Первая статья, которую я написал о данном явлении, вызвала поток признаний. «Лично я предпочел бы делать что-нибудь по-настоящему полезное, — ответил один биржевой маклер, — но я не могу смириться со снижением дохода». Он также рассказал о своем «потрясающе талантливом бывшем однокласснике с кандидатской степенью по физике», разрабатывающем технологии по диагностике рака и «зарабатывающем настолько меньше меня, что это подавляет». Конечно же, то, что ваша работа служит важным интересам общества и требует немало таланта, ума и настойчивости, еще не гарантирует, что вы будете купаться в деньгах.
И наоборот. Разве является совпадением то, что распространение высокооплачиваемой бесполезной работы совпало с бумом высшего образования и развитием экономики знаний? Помните, зарабатывать деньги, ничего не создавая, непросто. Для начала вам придется освоить весьма высокопарный, но бессмысленный жаргон (совершенно необходимый при посещении стратегических межотраслевых симпозиумов для обсуждения мер по усилению благотворного эффекта кооперации в интернет-сообществе). Убирать мусор может каждый; карьера в банковской сфере доступна немногим избранным.

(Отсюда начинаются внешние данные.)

use candle_core::Tensor;
use derive_more::{Deref, DerefMut, Display};

/// Detached log-probability of a sampled action, shaped `(1, 1)`.
#[derive(Deref, DerefMut, Debug, Display, Clone)]
pub struct Logp(pub Tensor);
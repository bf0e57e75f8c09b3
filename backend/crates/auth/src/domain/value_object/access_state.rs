//! Access State Value Object
//!
//! Whether the account may authenticate at all. Independent from
//! [`UserRole`](super::user_role::UserRole): an admin can be blocked,
//! a regular user can be granted. A blocked account never logs in,
//! even with the correct password.

use serde::{Deserialize, Serialize};
use std::fmt;

#[derive(Debug, Clone, Copy, PartialEq, Eq, Default, Serialize, Deserialize)]
#[repr(i16)]
pub enum AccessState {
    Granted = 0,

    /// New registrations start blocked until an administrator grants
    /// access.
    #[default]
    Blocked = 1,
}

impl AccessState {
    /// Numeric ID for database storage
    #[inline]
    pub const fn id(&self) -> i16 {
        *self as i16
    }

    /// String code for serialization/API
    #[inline]
    pub const fn code(&self) -> &'static str {
        match self {
            Self::Granted => "granted",
            Self::Blocked => "blocked",
        }
    }

    /// Check if login is allowed
    #[inline]
    pub const fn can_login(&self) -> bool {
        matches!(self, Self::Granted)
    }

    /// Create from numeric ID
    #[inline]
    pub fn from_id(id: i16) -> Option<Self> {
        match id {
            0 => Some(Self::Granted),
            1 => Some(Self::Blocked),
            _ => None,
        }
    }

    /// Create from string code
    #[inline]
    pub fn from_code(code: &str) -> Option<Self> {
        match code {
            "granted" => Some(Self::Granted),
            "blocked" => Some(Self::Blocked),
            _ => None,
        }
    }

    /// Create from the boolean used at the API surface
    #[inline]
    pub fn from_granted(granted: bool) -> Self {
        if granted { Self::Granted } else { Self::Blocked }
    }
}

impl fmt::Display for AccessState {
    fn fmt(&self, f: &mut fmt::Formatter<'_>) -> fmt::Result {
        f.write_str(self.code())
    }
}

#[cfg(test)]
mod tests {
    use super::*;

    #[test]
    fn test_from_id() {
        assert_eq!(AccessState::from_id(0), Some(AccessState::Granted));
        assert_eq!(AccessState::from_id(1), Some(AccessState::Blocked));
        assert_eq!(AccessState::from_id(7), None);
    }

    #[test]
    fn test_from_code() {
        assert_eq!(AccessState::from_code("granted"), Some(AccessState::Granted));
        assert_eq!(AccessState::from_code("blocked"), Some(AccessState::Blocked));
        assert_eq!(AccessState::from_code("open"), None);
    }

    #[test]
    fn test_can_login() {
        assert!(AccessState::Granted.can_login());
        assert!(!AccessState::Blocked.can_login());
    }

    #[test]
    fn test_default_is_blocked() {
        assert_eq!(AccessState::default(), AccessState::Blocked);
    }

    #[test]
    fn test_from_granted() {
        assert_eq!(AccessState::from_granted(true), AccessState::Granted);
        assert_eq!(AccessState::from_granted(false), AccessState::Blocked);
    }
}
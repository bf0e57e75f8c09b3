//! Session Token Signing
//!
//! The client-held token is `<session_id>.<base64url(HMAC-SHA256)>`.
//! The signature is verified before the session ID ever reaches the
//! database, so forged tokens cost no lookup.

use base64::Engine;
use base64::engine::general_purpose::URL_SAFE_NO_PAD;
use hmac::{Hmac, Mac};
use sha2::Sha256;
use uuid::Uuid;

use crate::error::{AuthError, AuthResult};

type HmacSha256 = Hmac<Sha256>;

/// Produce the signed token for a session ID
pub fn sign_session_token(session_id: Uuid, secret: &[u8; 32]) -> String {
    let session_id = session_id.to_string();

    let mut mac =
        HmacSha256::new_from_slice(secret).expect("HMAC can take key of any size");
    mac.update(session_id.as_bytes());
    let signature = mac.finalize().into_bytes();

    format!("{}.{}", session_id, URL_SAFE_NO_PAD.encode(signature))
}

/// Verify a token's signature and return the session ID
pub fn verify_session_token(token: &str, secret: &[u8; 32]) -> AuthResult<Uuid> {
    let (session_id_str, signature_b64) = token
        .split_once('.')
        .ok_or(AuthError::SessionInvalid)?;

    let mut mac =
        HmacSha256::new_from_slice(secret).expect("HMAC can take key of any size");
    mac.update(session_id_str.as_bytes());

    let signature = URL_SAFE_NO_PAD
        .decode(signature_b64)
        .map_err(|_| AuthError::SessionInvalid)?;

    mac.verify_slice(&signature)
        .map_err(|_| AuthError::SessionInvalid)?;

    session_id_str
        .parse()
        .map_err(|_| AuthError::SessionInvalid)
}

#[cfg(test)]
mod tests {
    use super::*;

    const SECRET: [u8; 32] = [7u8; 32];

    #[test]
    fn test_sign_verify_roundtrip() {
        let id = Uuid::new_v4();
        let token = sign_session_token(id, &SECRET);
        assert_eq!(verify_session_token(&token, &SECRET).unwrap(), id);
    }

    #[test]
    fn test_tampered_token_rejected() {
        let token = sign_session_token(Uuid::new_v4(), &SECRET);

        let mut tampered = token.clone();
        tampered.replace_range(0..1, if token.starts_with('0') { "1" } else { "0" });
        assert!(matches!(
            verify_session_token(&tampered, &SECRET),
            Err(AuthError::SessionInvalid)
        ));
    }

    #[test]
    fn test_wrong_secret_rejected() {
        let token = sign_session_token(Uuid::new_v4(), &SECRET);
        let other = [8u8; 32];
        assert!(verify_session_token(&token, &other).is_err());
    }

    #[test]
    fn test_malformed_tokens_rejected() {
        assert!(verify_session_token("", &SECRET).is_err());
        assert!(verify_session_token("no-dot-here", &SECRET).is_err());
        assert!(verify_session_token("a.b.c", &SECRET).is_err());
        assert!(verify_session_token("not-a-uuid.!!!", &SECRET).is_err());
    }
}
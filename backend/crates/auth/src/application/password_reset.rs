//! Password Reset Use Cases
//!
//! Two-step flow: request a single-use token for a CPF, then redeem
//! it with the new password. The token is the only proof required, so
//! anyone who knows a registered CPF can rotate its password; the API
//! is intended to sit behind an operator-facing frontend.

use std::sync::Arc;

use uuid::Uuid;

use crate::application::config::AuthConfig;
use crate::domain::entity::password_reset::PasswordReset;
use crate::domain::repository::{CredentialsRepository, PasswordResetRepository, UserRepository};
use crate::domain::value_object::{
    cpf::Cpf,
    user_password::{RawPassword, StoredPassword},
};
use crate::error::{AuthError, AuthResult};

/// Reset grant handed back to the requester
pub struct ResetGrant {
    pub token: Uuid,
    pub expires_at_ms: i64,
}

/// Request reset use case
pub struct RequestResetUseCase<U, P>
where
    U: UserRepository,
    P: PasswordResetRepository,
{
    user_repo: Arc<U>,
    reset_repo: Arc<P>,
    config: Arc<AuthConfig>,
}

impl<U, P> RequestResetUseCase<U, P>
where
    U: UserRepository,
    P: PasswordResetRepository,
{
    pub fn new(user_repo: Arc<U>, reset_repo: Arc<P>, config: Arc<AuthConfig>) -> Self {
        Self {
            user_repo,
            reset_repo,
            config,
        }
    }

    pub async fn execute(&self, cpf: &str) -> AuthResult<ResetGrant> {
        let cpf = Cpf::new(cpf).map_err(|_| AuthError::InvalidCpf)?;

        self.user_repo
            .find_by_cpf(&cpf)
            .await?
            .ok_or(AuthError::UserNotFound)?;

        let reset = PasswordReset::new(cpf, self.config.reset_ttl_chrono());
        self.reset_repo.create_reset(&reset).await?;

        // The token is the whole proof of the grant; it never goes to
        // the logs
        tracing::info!(cpf = %reset.cpf, "Password reset requested");

        Ok(ResetGrant {
            token: reset.token,
            expires_at_ms: reset.expires_at_ms,
        })
    }
}

/// Complete reset input
pub struct CompleteResetInput {
    pub token: Uuid,
    pub new_password: String,
    pub confirm_password: String,
}

/// Complete reset use case
pub struct CompleteResetUseCase<C, P>
where
    C: CredentialsRepository,
    P: PasswordResetRepository,
{
    credentials_repo: Arc<C>,
    reset_repo: Arc<P>,
}

impl<C, P> CompleteResetUseCase<C, P>
where
    C: CredentialsRepository,
    P: PasswordResetRepository,
{
    pub fn new(credentials_repo: Arc<C>, reset_repo: Arc<P>) -> Self {
        Self {
            credentials_repo,
            reset_repo,
        }
    }

    /// Redeem a grant: claim the token, then hash the new password
    /// with a fresh salt and replace the credential pair atomically
    pub async fn execute(&self, input: CompleteResetInput) -> AuthResult<()> {
        let reset = self
            .reset_repo
            .find_reset(input.token)
            .await?
            .ok_or(AuthError::ResetInvalid)?;

        if !reset.is_usable() {
            return Err(AuthError::ResetInvalid);
        }

        if input.new_password != input.confirm_password {
            return Err(AuthError::PasswordMismatch);
        }

        let raw = RawPassword::new(input.new_password)
            .map_err(|e| AuthError::WeakPassword(e.to_string()))?;
        let password = StoredPassword::from_raw(&raw);

        // Claim the token before writing credentials; the store flips
        // `used` guardedly, so of two racing redeems only one gets
        // `true` here and the loser never reaches the password
        if !self.reset_repo.mark_reset_used(input.token).await? {
            return Err(AuthError::ResetInvalid);
        }

        let changed = self
            .credentials_repo
            .update_credentials(&reset.cpf, &password)
            .await?;
        if !changed {
            // Account deleted between request and redeem
            return Err(AuthError::UserNotFound);
        }

        tracing::info!(cpf = %reset.cpf, "Password reset completed");

        Ok(())
    }
}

В мире, который становится все богаче и где коровы дают все больше молока, а роботы производят все больше продукции, есть и больше места для друзей, семьи, общественной работы, науки, искусства, спорта и прочих вещей, делающих жизнь достойной. Но еще в нем появляется больше места для всякого вздора. Покуда мы одержимы работой, работой и еще раз работой (даже при дальнейшей автоматизации полезной деятельности и передаче ее на внешний подряд), количество излишних рабочих мест будет только расти. Совсем как число менеджеров в развитых странах, выросшее за последние 30 лет и не сделавшее нас ни на цент богаче. Напротив, исследования показывают, что страны с большей численностью менеджеров на деле менее производительны и инновационны
[275]. Половина из 12 000 профессионалов, опрошенных Harvard Business Review, заявила, что их работа «бессмысленна и незначима», и столько же респондентов сообщили, что не чувствуют связи с миссией своей компании
[276]. Другой недавний опрос показал: целых 37 % британских работников считают, что занимаются бесполезной работой
[277].
И совсем не все новые рабочие места в секторе услуг бессмысленны — вовсе нет. Взгляните на здравоохранение, образование, пожарные службы и полицию, и вы обнаружите массу людей, которые каждый вечер идут домой, зная, несмотря на свои скромные заработки, что они сделали мир лучше. «Как будто им сказали: “У вас есть настоящая работа! И помимо всего этого вам хватает наглости требовать такого же уровня пенсий и медицинского обслуживания, как у среднего класса?”» — пишет Грэбер.
Можно и по-другому
Все это особенно шокирует потому, что происходит в рамках капиталистической системы, основанной на таких капиталистических ценностях, как эффективность и производительность. Политики без устали подчеркивают необходимость сокращения государственного аппарата, но при этом по большей части молчат о том, что бесполезные рабочие места продолжают множиться. В результате правительство, с одной стороны, урезает количество полезных рабочих мест в сферах, связанных со здравоохранением, образованием и инфраструктурой (что приводит к безработице), а с другой — вкладывает миллионы в индустрию безработицы — обучение и наблюдение, которые уже давным-давно не рассматриваются как эффективные инструменты
[278].
Современному рынку одинаково безразличны и полезность, и качество, и инновации. Единственное, что для него важно, — прибыль. Иногда это приводит к восхитительным прорывам, иногда не приводит. Создание одного бесполезного рабочего места за другим, будь то работа для телемаркетолога или налогового консультанта, имеет прочное обоснование: можно сколотить состояние, не произведя вообще ничего.